According to most of my cool kid friends it’s not OK to admit that you appreciate the musical genius of Taylor Swift. So, basically I am committing social suicide by admitting that Taylor Swift’s 1989 album was what got me through an epic break-up, where I spent days driving around Cape Town with tears streaming down my face while blasting ‘Shake it Off’ on a rude boy sound system. At some point, I felt that every single song on that album was written about my life (a lot of the tracks are about girls who wear pretty dresses and fall in love with bad boys).
But I am not here to convince you to go buy her music. Taylor Swift doesn’t really need any more fans. She is probably more successful than those more socially acceptable artists anyway. I do however wish people would stop hating on her so much and be grateful that she (like yours truly in these blog posts) uses her real life experiences to enhance the quality of her songs. Love her or hate her, she really is putting herself out there to do a service to humanity by letting all those brokenhearted teenage girls and 20-somethings (I’m not quite 30 yet;)) know that they are not alone in their tumultuous journey in search of true love.
Anyway the real reason I am blogging about Taylor Swift is I think her case provides a good insight into the dangers of dating an artist who’ll prioritise their craft over a fleeting ‘love’ affair. Taylor has become famous for using her experiences with past boyfriends as inspiration for her music (The John in ‘Dear John’ is said to be about John Mayer and ‘We Are Never Ever Getting Back’ together was supposedly about Jake Gyllenhaal). It’s even rumoured that her latest beau Calvin Harris has made her sign some non-disclosure agreement stating that she won’t refer to their relationship in a future song.

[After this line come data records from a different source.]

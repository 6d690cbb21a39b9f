
use super::config::{PeerAddress, ProxyConfig};
use crate::protocol::rtsp::headers::names;
use crate::protocol::rtsp::transport::keys;
use crate::protocol::rtsp::{Method, ResponseBuilder, RtspRequest, RtspServerCodec, TransportHeader};
use std::sync::Arc;
use std::time::Duration;
use tokio::io::{AsyncReadExt, AsyncWriteExt};
use tokio::net::{TcpListener, UdpSocket};
use tokio::sync::mpsc;
use tokio::task::JoinHandle;

pub(super) const WAIT: Duration = Duration::from_secs(2);

pub(super) fn sdp_body() -> String {
    "v=0\r\n\
     o=iTunes 3413821438 0 IN IP4 127.0.0.1\r\n\
     s=iTunes\r\n\
     c=IN IP4 127.0.0.1\r\n\
     t=0 0\r\n\
     m=audio 0 RTP/AVP 96\r\n\
     a=rtpmap:96 AppleLossless\r\n\
     a=fmtp:96 352 0 16 40 10 14 2 255 0 0 44100\r\n"
        .to_string()
}

pub(super) fn request(method: Method, cseq: u32) -> RtspRequest {
    RtspRequest::builder(method, "rtsp://127.0.0.1/3413821438")
        .cseq(cseq)
        .build()
}

pub(super) fn announce(cseq: u32) -> RtspRequest {
    RtspRequest::builder(Method::Announce, "rtsp://127.0.0.1/3413821438")
        .cseq(cseq)
        .content_type("application/sdp")
        .body(sdp_body())
        .build()
}

/// Proxy configuration with OS-assigned ports throughout
pub(super) fn test_config(peers: &[&FakePeer]) -> ProxyConfig {
    peers.iter().fold(
        ProxyConfig::with_name("Test Proxy")
            .port(0)
            .port_bases(0, 0)
            .barrier_timeout(WAIT)
            .connect_timeout(WAIT),
        |config, peer| config.peer(peer.address.clone()),
    )
}

/// How a fake downstream receiver treats requests
#[derive(Debug, Clone, Copy, PartialEq, Eq)]
pub(super) enum Behaviour {
    Answer,
    Silent,
}

/// A downstream receiver that records requests and answers them with `200 OK`
pub(super) struct FakePeer {
    pub address: PeerAddress,
    pub requests: mpsc::UnboundedReceiver<RtspRequest>,
    pub audio: Arc<UdpSocket>,
    pub control: Arc<UdpSocket>,
    pub timing: Arc<UdpSocket>,
    task: JoinHandle<()>,
}

impl FakePeer {
    pub async fn spawn(behaviour: Behaviour) -> Self {
        let listener = TcpListener::bind("127.0.0.1:0").await.unwrap();
        let port = listener.local_addr().unwrap().port();
        let audio = Arc::new(UdpSocket::bind("127.0.0.1:0").await.unwrap());
        let control = Arc::new(UdpSocket::bind("127.0.0.1:0").await.unwrap());
        let timing = Arc::new(UdpSocket::bind("127.0.0.1:0").await.unwrap());

        let mut transport = TransportHeader::parse("RTP/AVP/UDP;unicast;mode=record").unwrap();
        transport.set(keys::SERVER_PORT, audio.local_addr().unwrap().port().to_string());
        transport.set(keys::CONTROL_PORT, control.local_addr().unwrap().port().to_string());
        transport.set(keys::TIMING_PORT, timing.local_addr().unwrap().port().to_string());
        let transport = transport.to_string();

        let (tx, requests) = mpsc::unbounded_channel();
        let task = tokio::spawn(async move {
            while let Ok((mut stream, _)) = listener.accept().await {
                let tx = tx.clone();
                let transport = transport.clone();
                tokio::spawn(async move {
                    let mut codec = RtspServerCodec::new();
                    let mut buf = vec![0u8; 4096];
                    loop {
                        let n = match stream.read(&mut buf).await {
                            Ok(0) | Err(_) => return,
                            Ok(n) => n,
                        };
                        codec.feed(&buf[..n]);
                        while let Ok(Some(request)) = codec.decode() {
                            let mut response =
                                ResponseBuilder::ok().cseq(request.cseq().unwrap_or(0));
                            if request.method == Method::Setup {
                                response = response
                                    .header(names::TRANSPORT, &transport)
                                    .session("1");
                            }
                            let _ = tx.send(request);
                            if behaviour == Behaviour::Answer
                                && stream.write_all(&response.encode()).await.is_err()
                            {
                                return;
                            }
                        }
                    }
                });
            }
        });

        Self {
            address: PeerAddress::new("127.0.0.1", port),
            requests,
            audio,
            control,
            timing,
            task,
        }
    }

    /// Next request the proxy sent
    pub async fn next_request(&mut self) -> RtspRequest {
        tokio::time::timeout(WAIT, self.requests.recv())
            .await
            .unwrap()
            .unwrap()
    }
}

impl Drop for FakePeer {
    fn drop(&mut self) {
        self.task.abort();
    }
}

pub(super) async fn recv(socket: &UdpSocket) -> Vec<u8> {
    let mut buf = vec![0u8; 2048];
    let (n, _) = tokio::time::timeout(WAIT, socket.recv_from(&mut buf))
        .await
        .unwrap()
        .unwrap();
    buf.truncate(n);
    buf
}
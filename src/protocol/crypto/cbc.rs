use super::CryptoError;
use super::lengths::{AES_128_KEY, AES_BLOCK};
use aes::Aes128;
use aes::cipher::{BlockDecrypt, KeyInit, generic_array::GenericArray};

/// RAOP audio payload decryptor
///
/// Each packet is decrypted starting from the negotiated IV; the CBC chain
/// never carries over between packets. Senders only encrypt whole 16-byte
/// blocks, so a trailing partial block is left untouched.
#[derive(Clone)]
pub struct AudioDecryptor {
    cipher: Aes128,
    iv: [u8; AES_BLOCK],
}

impl std::fmt::Debug for AudioDecryptor {
    fn fmt(&self, f: &mut std::fmt::Formatter<'_>) -> std::fmt::Result {
        f.debug_struct("AudioDecryptor").finish_non_exhaustive()
    }
}

impl AudioDecryptor {
    /// Create a decryptor for the negotiated key and IV
    #[must_use]
    pub fn new(key: [u8; AES_128_KEY], iv: [u8; AES_BLOCK]) -> Self {
        Self {
            cipher: Aes128::new(GenericArray::from_slice(&key)),
            iv,
        }
    }

    /// Create a decryptor from unchecked key and IV bytes
    ///
    /// # Errors
    ///
    /// Returns `CryptoError::InvalidKeyLength` if key or IV is not 16 bytes.
    pub fn from_slices(key: &[u8], iv: &[u8]) -> Result<Self, CryptoError> {
        let key: [u8; AES_128_KEY] = key.try_into().map_err(|_| CryptoError::InvalidKeyLength {
            expected: AES_128_KEY,
            actual: key.len(),
        })?;
        let iv: [u8; AES_BLOCK] = iv.try_into().map_err(|_| CryptoError::InvalidKeyLength {
            expected: AES_BLOCK,
            actual: iv.len(),
        })?;
        Ok(Self::new(key, iv))
    }

    /// Decrypt the whole blocks of `payload` in place, leaving any tail as is
    pub fn decrypt_in_place(&self, payload: &mut [u8]) {
        let whole = payload.len() / AES_BLOCK * AES_BLOCK;
        let mut prev = self.iv;

        for chunk in payload[..whole].chunks_exact_mut(AES_BLOCK) {
            let mut ciphertext = [0u8; AES_BLOCK];
            ciphertext.copy_from_slice(chunk);

            let block = GenericArray::from_mut_slice(chunk);
            self.cipher.decrypt_block(block);
            for (b, p) in block.iter_mut().zip(prev.iter()) {
                *b ^= *p;
            }

            prev = ciphertext;
        }
    }

    /// Decrypt a copy of `payload`
    #[must_use]
    pub fn decrypt(&self, payload: &[u8]) -> Vec<u8> {
        let mut out = payload.to_vec();
        self.decrypt_in_place(&mut out);
        out
    }
}
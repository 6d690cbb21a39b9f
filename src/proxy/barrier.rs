//! Waiting for every peer to answer a forwarded request
//!
//! Each peer publishes the `CSeq` of the last response it received on a
//! `watch` channel. The barrier is met when every peer's last `CSeq`
//! equals the forwarded one, or when a peer's connection is gone.

use futures::future::join_all;
use std::time::Duration;
use tokio::sync::watch;

/// Result of a barrier wait
#[derive(Debug, Clone, Copy, PartialEq, Eq)]
pub enum BarrierOutcome {
    /// Every peer answered
    Reached,
    /// The wait expired with `pending` peers still silent
    TimedOut {
        /// Peers that had not answered
        pending: usize,
    },
}

impl BarrierOutcome {
    /// Whether every peer answered in time
    #[must_use]
    pub fn is_reached(self) -> bool {
        self == Self::Reached
    }
}

/// Wait until every receiver reports `cseq`, for at most `limit`
pub async fn wait_for_cseq(
    receivers: &mut [watch::Receiver<u32>],
    cseq: u32,
    limit: Duration,
) -> BarrierOutcome {
    let waits = receivers.iter_mut().map(|rx| async move {
        // A closed sender means the peer is gone; nothing left to wait for.
        let _ = rx.wait_for(|seen| *seen == cseq).await;
    });
    let result = tokio::time::timeout(limit, join_all(waits)).await;

    if result.is_ok() {
        return BarrierOutcome::Reached;
    }

    let pending = receivers
        .iter()
        .filter(|rx| rx.has_changed().is_ok() && *rx.borrow() != cseq)
        .count();
    if pending == 0 {
        BarrierOutcome::Reached
    } else {
        BarrierOutcome::TimedOut { pending }
    }
}
//! Player configuration

use super::channel::ChannelRole;
use crate::protocol::crypto::{CryptoError, RaopRsaPrivateKey};
use serde::{Deserialize, Serialize};
use std::net::{IpAddr, Ipv4Addr};
use std::path::PathBuf;
use std::time::Duration;

/// Well-known RTSP port of the player
pub const DEFAULT_RTSP_PORT: u16 = 46343;

/// First well-known RTP port of the player
pub const DEFAULT_RTP_PORT_FIRST: u16 = 56300;

/// Interval between timing requests sent to the client while recording
pub const DEFAULT_TIMING_INTERVAL: Duration = Duration::from_secs(3);

/// Local UDP ports per channel role (0 = OS-assigned)
#[derive(Debug, Clone, Copy, PartialEq, Eq, Serialize, Deserialize)]
#[serde(default)]
pub struct RtpPorts {
    /// Audio data port
    pub audio: u16,
    /// Control (sync and retransmit) port
    pub control: u16,
    /// Timing port
    pub timing: u16,
}

impl RtpPorts {
    /// Explicit ports for every role
    #[must_use]
    pub const fn new(audio: u16, control: u16, timing: u16) -> Self {
        Self {
            audio,
            control,
            timing,
        }
    }

    /// Let the OS pick every port
    #[must_use]
    pub const fn ephemeral() -> Self {
        Self::new(0, 0, 0)
    }

    /// Consecutive ports starting at `first`, in role order
    ///
    /// A `first` of 0 yields OS-assigned ports.
    #[must_use]
    pub const fn from_first(first: u16) -> Self {
        if first == 0 {
            return Self::ephemeral();
        }
        Self::new(first, first.saturating_add(1), first.saturating_add(2))
    }

    /// Port configured for `role`
    #[must_use]
    pub fn port(&self, role: ChannelRole) -> u16 {
        match role {
            ChannelRole::Audio => self.audio,
            ChannelRole::Control => self.control,
            ChannelRole::Timing => self.timing,
        }
    }
}

impl Default for RtpPorts {
    fn default() -> Self {
        Self::from_first(DEFAULT_RTP_PORT_FIRST)
    }
}

/// Player configuration
///
/// The device gain range is not configured here; it comes from the
/// [`AudioSink`](crate::audio::AudioSink) the player drives.
#[derive(Debug, Clone, PartialEq, Serialize, Deserialize)]
#[serde(default)]
pub struct ReceiverConfig {
    /// Name advertised to senders
    pub name: String,

    /// RTSP listen port (0 = auto-assign)
    pub port: u16,

    /// Address the RTSP listener binds to
    pub bind_address: IpAddr,

    /// Local RTP ports
    pub rtp_ports: RtpPorts,

    /// PEM file holding the RSA key used for `Apple-Challenge` and
    /// encrypted streams
    pub private_key_path: Option<PathBuf>,

    /// Interval between timing requests while recording
    pub timing_interval: Duration,
}

impl Default for ReceiverConfig {
    fn default() -> Self {
        Self {
            name: "AirAudio".to_string(),
            port: DEFAULT_RTSP_PORT,
            bind_address: IpAddr::V4(Ipv4Addr::UNSPECIFIED),
            rtp_ports: RtpPorts::default(),
            private_key_path: None,
            timing_interval: DEFAULT_TIMING_INTERVAL,
        }
    }
}

impl ReceiverConfig {
    /// Create with custom name
    pub fn with_name(name: impl Into<String>) -> Self {
        Self {
            name: name.into(),
            ..Default::default()
        }
    }

    /// Set port
    #[must_use]
    pub fn port(mut self, port: u16) -> Self {
        self.port = port;
        self
    }

    /// Set bind address
    #[must_use]
    pub fn bind_address(mut self, address: IpAddr) -> Self {
        self.bind_address = address;
        self
    }

    /// Set RTP ports
    #[must_use]
    pub fn rtp_ports(mut self, ports: RtpPorts) -> Self {
        self.rtp_ports = ports;
        self
    }

    /// Set private key file
    #[must_use]
    pub fn private_key_path(mut self, path: impl Into<PathBuf>) -> Self {
        self.private_key_path = Some(path.into());
        self
    }

    /// Set timing request interval
    #[must_use]
    pub fn timing_interval(mut self, interval: Duration) -> Self {
        self.timing_interval = interval;
        self
    }

    /// Load the configured private key, if any
    ///
    /// # Errors
    ///
    /// Returns `CryptoError` if the file cannot be read or parsed.
    pub fn load_private_key(&self) -> Result<Option<RaopRsaPrivateKey>, CryptoError> {
        self.private_key_path
            .as_ref()
            .map(RaopRsaPrivateKey::from_pem_file)
            .transpose()
    }
}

Haters may hate on this approach as immature (even on the verge of sinking (relation) ship type behaviour) but I believe that there really is some credibility that comes with drawing on personal experiences in your work. From the outset, when my esteemed colleague #zlotybaby and I started this blog we made it clear that we would be sharing real-life dating stories (without explicitly revealing the identities of the men/boys we’d dated). Furthermore I’ve never hidden the fact this blog exists from any of my Tinder boys (it’s part of a clever marketing strategy to get more followers). Yet on more than one occasion I’ve faced a backlash from these poor rejected souls, with the most recent saying (and I quote): ‘you are ugly, presumptuous and no one will EVER marry you’. Cheers dude, you just gave me more excellent blog matter. Love it.
To conclude, there are risks when it comes to dating any sort of artist. The way in which an ‘artist’ expresses themselves might be the very thing that draws you to them in the first place but you need to understand that you may simply end up as part of their story. If you want to date safe, go find yourself a doctor (although they may have access to some drugs that could be used to kill you) or a rocket scientist (might blow you up or something). Appreciate an artist’s honesty, understand love is a dangerous game and that there are risks associated with everything/everyone we do. And if you find that you provide some inspiration for a song/blog post be happy and use it to boost your fragile ego instead of crying like a mama’s boy.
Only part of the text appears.